On Friday, Mary Anne was in town, in the middle of sort of a Grand Tour of her East Coast relatives. We were happy to treat her to brunch and talk her ears off (and vice versa) -- it's amazing how people who correspond with each other almost daily can find so many things to say. We talked and talked and she came back to the house and met Inu and we talked some more and then drove her to her aunt's.
I wasn't double-teamed but once, when they ganged up on me to try to convince me to make a trip to California, to see the sights and also all our friends out there. I'm not as reluctant as they think I am, but we have neither the time nor the money to make a trip of the length we'd need to do it justice. Why doesn't everyone come visit the East Coast instead? Boston's lovely, and you don't need a car to sightsee.

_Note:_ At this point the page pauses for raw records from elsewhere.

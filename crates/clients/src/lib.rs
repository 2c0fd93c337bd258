//! Outbound HTTP clients for the third-party APIs the service depends on.
//!
//! Every provider sits behind a trait so the API can swap in stubs:
//!
//! - [`PlaceSearch`]: Google Places nearby search, falling back to demo data.
//! - [`WeatherLookup`]: Open-Meteo current conditions.
//! - [`PhotoLookup`]: Unsplash photo search, falling back to a placeholder.
//! - [`LandmarkDetector`]: Google Vision landmark detection.

pub mod http;
pub mod photos;
pub mod places;
pub mod vision;
pub mod weather;

pub use http::ClientError;
pub use photos::{placeholder_url, PhotoLookup, UnsplashClient};
pub use places::{GooglePlacesClient, PlaceSearch};
pub use vision::{GoogleVisionClient, Landmark, LandmarkDetector};
pub use weather::{CurrentWeather, OpenMeteoClient, Weather, WeatherLookup};
//! Validation for user identifiers and uploaded file names.
//!
//! User ids double as directory names in the offline cache and as prefixes
//! of stored uploads, so they are restricted to a conservative alphabet.

use crate::error::CoreError;

/// Extensions accepted by the image search upload.
pub const IMAGE_EXTENSIONS: &[&str] = &["jpg", "jpeg", "png", "webp"];

/// Extensions accepted by the audio transcription upload.
pub const AUDIO_EXTENSIONS: &[&str] = &["wav", "mp3", "m4a", "ogg"];

/// Longest accepted user id.
pub const MAX_USER_ID_LEN: usize = 128;

/// Ensure a user id is non-empty and safe to use as a single path segment.
pub fn validate_user_id(user_id: &str) -> Result<(), CoreError> {
    if user_id.is_empty() || user_id.len() > MAX_USER_ID_LEN {
        return Err(CoreError::Validation(format!(
            "user_id must be 1-{MAX_USER_ID_LEN} characters"
        )));
    }
    if user_id == "." || user_id == ".." {
        return Err(CoreError::Validation("user_id must not be '.' or '..'".into()));
    }
    let valid = user_id
        .chars()
        .all(|c| c.is_ascii_alphanumeric() || matches!(c, '-' | '_' | '.'));
    if !valid {
        return Err(CoreError::Validation(format!(
            "user_id '{user_id}' may only contain letters, digits, '-', '_' and '.'"
        )));
    }
    Ok(())
}

/// Lower-cased extension of `filename`, if any.
pub fn extension(filename: &str) -> Option<String> {
    let (stem, ext) = filename.rsplit_once('.')?;
    if stem.is_empty() || ext.is_empty() {
        return None;
    }
    Some(ext.to_ascii_lowercase())
}

/// Check that `filename` ends in one of `allowed` (case-insensitive).
pub fn ensure_extension(filename: &str, allowed: &[&str], kind: &str) -> Result<(), CoreError> {
    match extension(filename) {
        Some(ext) if allowed.contains(&ext.as_str()) => Ok(()),
        _ => Err(CoreError::Validation(format!("Unsupported {kind} format"))),
    }
}

/// Reduce a client-supplied file name to its final path component.
pub fn base_name(filename: &str) -> Result<&str, CoreError> {
    let name = filename
        .rsplit(['/', '\\'])
        .next()
        .unwrap_or_default()
        .trim();
    if name.is_empty() || name == "." || name == ".." {
        return Err(CoreError::Validation("Missing file name".into()));
    }
    Ok(name)
}

/// Storage name for a user's upload: `<user_id>_<base name>`.
pub fn stored_upload_name(user_id: &str, filename: &str) -> Result<String, CoreError> {
    validate_user_id(user_id)?;
    Ok(format!("{user_id}_{}", base_name(filename)?))
}
//! Shared SHA-256 digest utilities.
//!
//! Used by the image classifier's last-resort pick and by the upload
//! handlers when logging file fingerprints.

use sha2::{Digest, Sha256};

/// Compute a SHA-256 hex digest of the given bytes.
pub fn sha256_hex(data: &[u8]) -> String {
    let hash = Sha256::digest(data);
    format!("{hash:x}")
}

/// Interpret the first eight bytes of the SHA-256 digest as a big-endian
/// integer. Stable across platforms and runs.
pub fn sha256_prefix_u64(data: &[u8]) -> u64 {
    let hash = Sha256::digest(data);
    let mut prefix = [0u8; 8];
    prefix.copy_from_slice(&hash[..8]);
    u64::from_be_bytes(prefix)
}

#[cfg(test)]
mod tests {
    use super::*;

    #[test]
    fn empty_input_produces_known_hash() {
        let hash = sha256_hex(b"");
        assert_eq!(
            hash,
            "e3b0c44298fc1c149afbf4c8996fb92427ae41e4649b934ca495991b7852b855"
        );
    }

    #[test]
    fn consistent_output() {
        let data = b"hello world";
        assert_eq!(sha256_hex(data), sha256_hex(data));
        assert_eq!(sha256_hex(data).len(), 64);
    }

    #[test]
    fn prefix_matches_hex_digest() {
        // e3b0c44298fc1c14 is the first 8 bytes of SHA-256("").
        assert_eq!(sha256_prefix_u64(b""), 0xe3b0_c442_98fc_1c14);
    }
}
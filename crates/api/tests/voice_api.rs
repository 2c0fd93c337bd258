//! Integration tests for the voice navigation endpoints.

mod common;

use axum::http::StatusCode;
use common::{body_json, get, post, post_file};
use sqlx::SqlitePool;

// ---------------------------------------------------------------------------
// POST /api/voice/process
// ---------------------------------------------------------------------------

#[sqlx::test(migrations = "../db/migrations")]
async fn process_finds_coffee_with_weather_and_photo(pool: SqlitePool) {
    let app = common::build_test_app(pool);
    let response = post(&app, "/api/voice/process?user_id=alice&text_input=Find%20coffee").await;

    assert_eq!(response.status(), StatusCode::OK);
    let json = body_json(response).await;

    assert_eq!(json["status"], "success");
    assert_eq!(json["intent"], "coffee");
    assert_eq!(json["message"], "Found 1 coffees");
    assert_eq!(json["user_id"], "alice");
    assert_eq!(json["command"], "Find coffee");
    assert_eq!(json["user_location"]["latitude"], 40.7128);

    let destination = &json["destinations"][0];
    assert_eq!(destination["name"], "Brew Haven");
    assert_eq!(destination["distance_km"], 0.5);
    assert_eq!(destination["rating"], 4.7);
    assert_eq!(destination["weather"]["temperature_c"], 21.5);
    assert_eq!(destination["weather"]["humidity"], "N/A");
    assert_eq!(
        destination["photo_url"],
        "https://via.placeholder.com/400x300?text=COFFEE"
    );
}

#[sqlx::test(migrations = "../db/migrations")]
async fn process_unrecognised_command_fails_softly(pool: SqlitePool) {
    let app = common::build_test_app(pool);
    let response = post(&app, "/api/voice/process?user_id=alice&text_input=sing%20a%20song").await;

    assert_eq!(response.status(), StatusCode::OK);
    let json = body_json(response).await;
    assert_eq!(json["status"], "failed");
    assert!(json["intent"].is_null());
    assert_eq!(json["destinations"].as_array().unwrap().len(), 0);
}

#[sqlx::test(migrations = "../db/migrations")]
async fn process_intent_without_places_reports_no_results(pool: SqlitePool) {
    let app = common::build_test_app(pool);
    let response = post(&app, "/api/voice/process?user_id=alice&text_input=show%20me%20a%20museum").await;

    let json = body_json(response).await;
    assert_eq!(json["status"], "no_results");
    assert_eq!(json["intent"], "museum");
    assert_eq!(json["message"], "No museums found nearby");
}

#[sqlx::test(migrations = "../db/migrations")]
async fn process_rejects_out_of_range_coordinates(pool: SqlitePool) {
    let app = common::build_test_app(pool);
    let response = post(
        &app,
        "/api/voice/process?user_id=alice&text_input=coffee&latitude=91&longitude=0",
    )
    .await;

    assert_eq!(response.status(), StatusCode::BAD_REQUEST);
    let json = body_json(response).await;
    assert_eq!(json["code"], "VALIDATION_ERROR");
}

#[sqlx::test(migrations = "../db/migrations")]
async fn process_rejects_unsafe_user_id(pool: SqlitePool) {
    let app = common::build_test_app(pool);
    let response = post(&app, "/api/voice/process?user_id=..&text_input=coffee").await;

    assert_eq!(response.status(), StatusCode::BAD_REQUEST);
}

#[sqlx::test(migrations = "../db/migrations")]
async fn process_requires_text_input(pool: SqlitePool) {
    let app = common::build_test_app(pool);
    let response = post(&app, "/api/voice/process?user_id=alice").await;

    assert_eq!(response.status(), StatusCode::BAD_REQUEST);
}

#[sqlx::test(migrations = "../db/migrations")]
async fn process_records_user_location(pool: SqlitePool) {
    let app = common::build_test_app(pool.clone());
    post(
        &app,
        "/api/voice/process?user_id=carol&text_input=hotel&latitude=51.5074&longitude=-0.1278",
    )
    .await;

    let (latitude, longitude): (f64, f64) =
        sqlx::query_as("SELECT latitude, longitude FROM users WHERE user_id = ?1")
            .bind("carol")
            .fetch_one(&pool)
            .await
            .unwrap();
    assert!((latitude - 51.5074).abs() < 1e-9);
    assert!((longitude + 0.1278).abs() < 1e-9);
}

// ---------------------------------------------------------------------------
// POST /api/voice/transcribe-audio
// ---------------------------------------------------------------------------

#[sqlx::test(migrations = "../db/migrations")]
async fn transcribe_audio_runs_simulated_transcription(pool: SqlitePool) {
    let app = common::build_test_app(pool);
    let response = post_file(
        &app,
        "/api/voice/transcribe-audio?user_id=alice",
        "audio_file",
        "Command.WAV",
        b"RIFF....WAVE",
    )
    .await;

    assert_eq!(response.status(), StatusCode::OK);
    let json = body_json(response).await;
    assert_eq!(json["filename"], "Command.WAV");
    assert_eq!(json["transcription"], "Find restaurants nearby");
    assert_eq!(json["intent"], "restaurant");
    assert_eq!(json["destinations"][0]["name"], "Italian Kitchen");
}

#[sqlx::test(migrations = "../db/migrations")]
async fn transcribe_audio_rejects_unknown_format(pool: SqlitePool) {
    let app = common::build_test_app(pool);
    let response = post_file(
        &app,
        "/api/voice/transcribe-audio?user_id=alice",
        "audio_file",
        "notes.txt",
        b"hello",
    )
    .await;

    assert_eq!(response.status(), StatusCode::BAD_REQUEST);
    let json = body_json(response).await;
    assert_eq!(json["error"], "Unsupported audio format");
}

#[sqlx::test(migrations = "../db/migrations")]
async fn transcribe_audio_requires_the_file_field(pool: SqlitePool) {
    let app = common::build_test_app(pool);
    let response = post_file(
        &app,
        "/api/voice/transcribe-audio?user_id=alice",
        "attachment",
        "clip.wav",
        b"RIFF",
    )
    .await;

    assert_eq!(response.status(), StatusCode::BAD_REQUEST);
    let json = body_json(response).await;
    assert_eq!(json["error"], "Missing audio_file field");
}

// ---------------------------------------------------------------------------
// GET /api/voice/nearby-search and /api/voice/weather
// ---------------------------------------------------------------------------

#[sqlx::test(migrations = "../db/migrations")]
async fn nearby_search_enriches_places_with_weather(pool: SqlitePool) {
    let app = common::build_test_app(pool);
    let response = get(&app, "/api/voice/nearby-search?search_type=hotel&radius=1000").await;

    let json = body_json(response).await;
    assert_eq!(json["status"], "success");
    assert_eq!(json["search_type"], "hotel");
    assert_eq!(json["total_results"], 1);
    assert_eq!(json["destinations"][0]["name"], "Grand Hotel");
    assert_eq!(json["destinations"][0]["lat"], 40.7158);
    assert_eq!(json["destinations"][0]["weather"]["wind_speed"], 3.2);
}

#[sqlx::test(migrations = "../db/migrations")]
async fn nearby_search_without_results(pool: SqlitePool) {
    let app = common::build_test_app(pool);
    let response = get(&app, "/api/voice/nearby-search?search_type=museum").await;

    let json = body_json(response).await;
    assert_eq!(json["status"], "no_results");
    assert_eq!(json["message"], "No museums found");
}

#[sqlx::test(migrations = "../db/migrations")]
async fn weather_defaults_to_new_york(pool: SqlitePool) {
    let app = common::build_test_app(pool);
    let response = get(&app, "/api/voice/weather").await;

    assert_eq!(response.status(), StatusCode::OK);
    let json = body_json(response).await;
    assert_eq!(json["location"]["latitude"], 40.7128);
    assert_eq!(json["location"]["longitude"], -74.006);
    assert_eq!(json["weather"]["timezone"], "America/New_York");
}

// ---------------------------------------------------------------------------
// GET /api/voice/history
// ---------------------------------------------------------------------------

#[sqlx::test(migrations = "../db/migrations")]
async fn history_lists_logged_commands_newest_first(pool: SqlitePool) {
    let app = common::build_test_app(pool);
    let mut events = app.subscribe();

    post(&app, "/api/voice/process?user_id=dave&text_input=coffee").await;
    post(&app, "/api/voice/process?user_id=dave&text_input=find%20an%20atm").await;
    post(&app, "/api/voice/process?user_id=erin&text_input=hotel").await;
    app.flush_events(&mut events).await;

    let json = body_json(get(&app, "/api/voice/history?user_id=dave").await).await;
    let data = json["data"].as_array().unwrap();
    assert_eq!(data.len(), 2);
    assert_eq!(data[0]["transcription"], "find an atm");
    assert_eq!(data[0]["command_type"], "atm");
    assert_eq!(data[0]["results_count"], 0);
    assert_eq!(data[1]["command_type"], "coffee");
    assert_eq!(data[1]["results_count"], 1);

    let json = body_json(get(&app, "/api/voice/history?user_id=dave&limit=1").await).await;
    assert_eq!(json["data"].as_array().unwrap().len(), 1);
}
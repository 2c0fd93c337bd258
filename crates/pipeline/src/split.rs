//! Class balancing and stratified train / validation / test splitting.

use std::path::Path;

use ndarray::{concatenate, Array1, ArrayD, Axis};
use ndarray_npy::{read_npy, write_npy};
use rand::rngs::StdRng;
use rand::seq::{index, SliceRandom};
use rand::SeedableRng;

use crate::error::PipelineError;

/// Seed used by the training scripts for every random choice.
pub const DEFAULT_SEED: u64 = 42;

/// Percentage of each class held out of training (split evenly between
/// validation and test).
pub const HOLDOUT_PERCENT: usize = 30;

/// Features with one row (first axis) per label.
#[derive(Debug, Clone, PartialEq)]
pub struct LabelledSet {
    pub features: ArrayD<f32>,
    pub labels: Array1<i64>,
}

impl LabelledSet {
    pub fn new(features: ArrayD<f32>, labels: Array1<i64>) -> Result<Self, PipelineError> {
        if features.ndim() == 0 || features.len_of(Axis(0)) != labels.len() {
            return Err(PipelineError::InvalidInput(format!(
                "{} labels for features of shape {:?}",
                labels.len(),
                features.shape()
            )));
        }
        Ok(Self { features, labels })
    }

    pub fn len(&self) -> usize {
        self.labels.len()
    }

    pub fn is_empty(&self) -> bool {
        self.labels.is_empty()
    }

    /// Rows at `indices`, in that order.
    pub fn select(&self, indices: &[usize]) -> Self {
        Self {
            features: self.features.select(Axis(0), indices),
            labels: self.labels.select(Axis(0), indices),
        }
    }

    /// Number of rows with label 1.
    pub fn positives(&self) -> usize {
        self.labels.iter().filter(|&&l| l == 1).count()
    }
}

/// The three output splits.
#[derive(Debug, Clone)]
pub struct Splits {
    pub train: LabelledSet,
    pub val: LabelledSet,
    pub test: LabelledSet,
}

impl Splits {
    /// Write `X_{train,val,test}.npy` and `y_{train,val,test}.npy` into `dir`.
    pub fn save(&self, dir: &Path) -> Result<(), PipelineError> {
        std::fs::create_dir_all(dir)?;
        for (name, set) in [("train", &self.train), ("val", &self.val), ("test", &self.test)] {
            write_npy(dir.join(format!("X_{name}.npy")), &set.features)?;
            write_npy(dir.join(format!("y_{name}.npy")), &set.labels)?;
        }
        Ok(())
    }
}

/// Load a feature array and its labels from `.npy` files.
pub fn load_set(features: &Path, labels: &Path) -> Result<LabelledSet, PipelineError> {
    let features: ArrayD<f32> = read_npy(features)?;
    let labels: Array1<i64> = read_npy(labels)?;
    LabelledSet::new(features, labels)
}

/// Randomly downsample both classes to the size of the smaller one and stack
/// them, positives first, relabelled 1 and 0.
pub fn balance_classes(
    positive: &ArrayD<f32>,
    negative: &ArrayD<f32>,
    rng: &mut StdRng,
) -> Result<LabelledSet, PipelineError> {
    if positive.ndim() == 0 || negative.ndim() == 0 {
        return Err(PipelineError::InvalidInput(
            "class arrays need a sample axis".to_string(),
        ));
    }
    if positive.shape().get(1..) != negative.shape().get(1..) {
        return Err(PipelineError::InvalidInput(format!(
            "class shapes differ: {:?} vs {:?}",
            positive.shape(),
            negative.shape()
        )));
    }

    let n = positive.len_of(Axis(0)).min(negative.len_of(Axis(0)));
    let pos_idx = index::sample(rng, positive.len_of(Axis(0)), n).into_vec();
    let neg_idx = index::sample(rng, negative.len_of(Axis(0)), n).into_vec();

    let features = concatenate(
        Axis(0),
        &[
            positive.select(Axis(0), &pos_idx).view(),
            negative.select(Axis(0), &neg_idx).view(),
        ],
    )?;
    let labels = Array1::from_iter(
        std::iter::repeat(1)
            .take(n)
            .chain(std::iter::repeat(0).take(n)),
    );
    LabelledSet::new(features, labels)
}

/// Split 70 / 15 / 15 while keeping each class's share in every split.
///
/// Per class, `ceil(0.3 · n)` rows are held out; of those, `ceil(half)` go to
/// test and the rest to validation. Each split is shuffled.
pub fn stratified_split(set: &LabelledSet, rng: &mut StdRng) -> Splits {
    let mut classes: Vec<i64> = set.labels.iter().copied().collect();
    classes.sort_unstable();
    classes.dedup();

    let (mut train, mut val, mut test) = (Vec::new(), Vec::new(), Vec::new());
    for class in classes {
        let mut members: Vec<usize> = set
            .labels
            .iter()
            .enumerate()
            .filter(|(_, l)| **l == class)
            .map(|(i, _)| i)
            .collect();
        members.shuffle(rng);

        let holdout = (members.len() * HOLDOUT_PERCENT).div_ceil(100);
        let n_test = holdout.div_ceil(2);
        let n_train = members.len() - holdout;

        train.extend_from_slice(&members[..n_train]);
        val.extend_from_slice(&members[n_train..members.len() - n_test]);
        test.extend_from_slice(&members[members.len() - n_test..]);
    }

    train.shuffle(rng);
    val.shuffle(rng);
    test.shuffle(rng);

    Splits {
        train: set.select(&train),
        val: set.select(&val),
        test: set.select(&test),
    }
}

/// Balance two class arrays and split them with a fixed seed.
pub fn balance_and_split(
    positive: &ArrayD<f32>,
    negative: &ArrayD<f32>,
    seed: u64,
) -> Result<Splits, PipelineError> {
    let mut rng = StdRng::seed_from_u64(seed);
    let balanced = balance_classes(positive, negative, &mut rng)?;
    Ok(stratified_split(&balanced, &mut rng))
}
//! Full-integer int8 calibration and firmware export.
//!
//! The on-device models take int8 inputs. Calibration derives one affine
//! mapping `q = round(x / scale) + zero_point` from a representative slice
//! of the training data.

use std::fmt::Write as _;

use ndarray::{ArrayD, Axis};
use serde::{Deserialize, Serialize};

use crate::error::PipelineError;

/// Representative samples used for calibration.
pub const MAX_REPRESENTATIVE_SAMPLES: usize = 100;

/// Hex bytes per line in an exported header.
const HEADER_BYTES_PER_LINE: usize = 12;

/// Affine int8 quantisation parameters.
#[derive(Debug, Clone, Copy, PartialEq, Serialize, Deserialize)]
pub struct QuantParams {
    pub scale: f32,
    pub zero_point: i32,
    pub min: f32,
    pub max: f32,
}

impl QuantParams {
    /// Derive parameters covering `[min, max]` with the 256 int8 levels.
    ///
    /// A degenerate range uses a unit scale. The zero point is not clamped to
    /// int8, so ranges that exclude zero still place `min` at -128.
    pub fn from_range(min: f32, max: f32) -> Result<Self, PipelineError> {
        if !min.is_finite() || !max.is_finite() || min > max {
            return Err(PipelineError::InvalidInput(format!(
                "invalid calibration range [{min}, {max}]"
            )));
        }
        let span = max - min;
        let scale = if span > 0.0 { span / 255.0 } else { 1.0 };
        let zero_point = (-128.0 - min / scale).round() as i32;
        Ok(Self {
            scale,
            zero_point,
            min,
            max,
        })
    }

    pub fn quantize(&self, x: f32) -> i8 {
        ((x / self.scale).round() + self.zero_point as f32).clamp(-128.0, 127.0) as i8
    }

    pub fn dequantize(&self, q: i8) -> f32 {
        (i32::from(q) - self.zero_point) as f32 * self.scale
    }

    pub fn quantize_all(&self, values: &ArrayD<f32>) -> ArrayD<i8> {
        values.mapv(|x| self.quantize(x))
    }
}

/// Calibrate from the first [`MAX_REPRESENTATIVE_SAMPLES`] rows of `data`.
pub fn calibrate(data: &ArrayD<f32>) -> Result<QuantParams, PipelineError> {
    if data.ndim() == 0 || data.len_of(Axis(0)) == 0 {
        return Err(PipelineError::InvalidInput(
            "calibration needs at least one sample".to_string(),
        ));
    }
    let rows = data.len_of(Axis(0)).min(MAX_REPRESENTATIVE_SAMPLES);
    let representative = data.slice_axis(Axis(0), (0..rows).into());

    let (min, max) = representative
        .iter()
        .fold((f32::INFINITY, f32::NEG_INFINITY), |(lo, hi), &v| (lo.min(v), hi.max(v)));
    QuantParams::from_range(min, max)
}

/// Largest absolute error after a quantise / dequantise round trip.
pub fn max_round_trip_error(params: &QuantParams, data: &ArrayD<f32>) -> f32 {
    data.iter()
        .map(|&x| (params.dequantize(params.quantize(x)) - x).abs())
        .fold(0.0, f32::max)
}

/// Render a binary blob as a C array header for the firmware build.
///
/// `name` becomes the array identifier; non-identifier characters are
/// replaced with `_`.
pub fn c_header(bytes: &[u8], name: &str) -> String {
    let ident: String = name
        .chars()
        .map(|c| if c.is_ascii_alphanumeric() || c == '_' { c } else { '_' })
        .collect();
    let ident = if ident.starts_with(|c: char| c.is_ascii_digit()) || ident.is_empty() {
        format!("_{ident}")
    } else {
        ident
    };
    let guard = format!("{}_H", ident.to_uppercase());

    let mut out = String::new();
    let _ = writeln!(out, "// Auto-generated model data");
    let _ = writeln!(out, "// Model size: {} bytes", bytes.len());
    let _ = writeln!(out);
    let _ = writeln!(out, "#ifndef {guard}");
    let _ = writeln!(out, "#define {guard}");
    let _ = writeln!(out);
    let _ = writeln!(out, "const unsigned char {ident}[] = {{");
    for chunk in bytes.chunks(HEADER_BYTES_PER_LINE) {
        let line: Vec<String> = chunk.iter().map(|b| format!("0x{b:02x}")).collect();
        let _ = writeln!(out, "  {},", line.join(", "));
    }
    let _ = writeln!(out, "}};");
    let _ = writeln!(out, "const unsigned int {ident}_len = {};", bytes.len());
    let _ = writeln!(out);
    let _ = writeln!(out, "#endif  // {guard}");
    out
}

One of the things that perturbs me about Californians (not anyone specific -- this is a stereotype) is how they feel that California is the best place in the world to live, like it's a paradise on earth or something. (New Yorkers are like that too, but they at least admit that their city has big problems, which gives them a certain paradoxical flair.)
Even so, I recognize that a trip to see the other ocean is inevitable. It will happen, sooner or later.